Les prix du pétrole brut Brent étaient nettement inférieurs avant le début de la guerre, mais ont grimpé de façon spectaculaire depuis le 28 février, lorsque les États-Unis et Israël ont mené des attaques contre l’Iran, plongeant le Moyen-Orient dans la tourmente. Le conflit a poussé l’Iran à bloquer le détroit d’Ormuz, une voie navigable vitale par laquelle passe 20 % du pétrole mondial, et a fait grimper le prix du brut Brent à plus de 126 dollars le baril à son apogée début mars.

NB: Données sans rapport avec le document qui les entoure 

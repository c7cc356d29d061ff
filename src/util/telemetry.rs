//! Telemetry helpers for structured logging and tracing.

/// Initialize tracing/telemetry. Users can install their own subscriber; this
/// helper installs a default env-based subscriber if none is set.
///
/// `RUST_LOG=prometheus_shift_slots=debug` surfaces per-slot lock acquisition.
pub fn init_tracing() {
    if tracing::dispatcher::has_been_set() {
        return;
    }
    let _ = tracing_subscriber::fmt()
        .with_env_filter(tracing_subscriber::EnvFilter::from_default_env())
        .with_target(true)
        .try_init();
}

Malgré les efforts diplomatiques, il n’y a pas de solution
Au milieu de ces menaces, le président Trump a livré un message mitigé sur la diplomatie, affirmant qu’il pensait que les négociateurs iraniens agissaient de « bonne foi ». Il a qualifié le cadre de cessez-le-feu de 45 jours récemment proposé par les médiateurs pakistanais d’« étape importante », mais a déclaré que la contre-offre de l’Iran n’était « pas suffisante ».
La question centrale reste celle du détroit d’Ormuz. Après des jours passés à déterminer qui assurerait la sécurité de la voie navigable, le président Trump a insisté lundi sur le fait que tout accord acceptable devait garantir « la libre circulation du pétrole ». Dans une démarche typiquement non conventionnelle, le président a même lancé l’idée que les États-Unis perçoivent leurs propres péages et taxes sur les navires traversant le détroit une fois celui-ci rouvert.
Malgré l’impasse diplomatique, il y a de petits mouvements dans cette voie navigable vitale. Ces derniers jours, un certain nombre de navires, y compris des pétroliers exploités par Oman, ont été autorisés à traverser en toute sécurité le détroit d’Ormuz, reflétant la politique stratégique de l’Iran consistant à n’autoriser le passage qu’aux navires en provenance de pays qu’il considère comme amis, selon les données de transport maritime.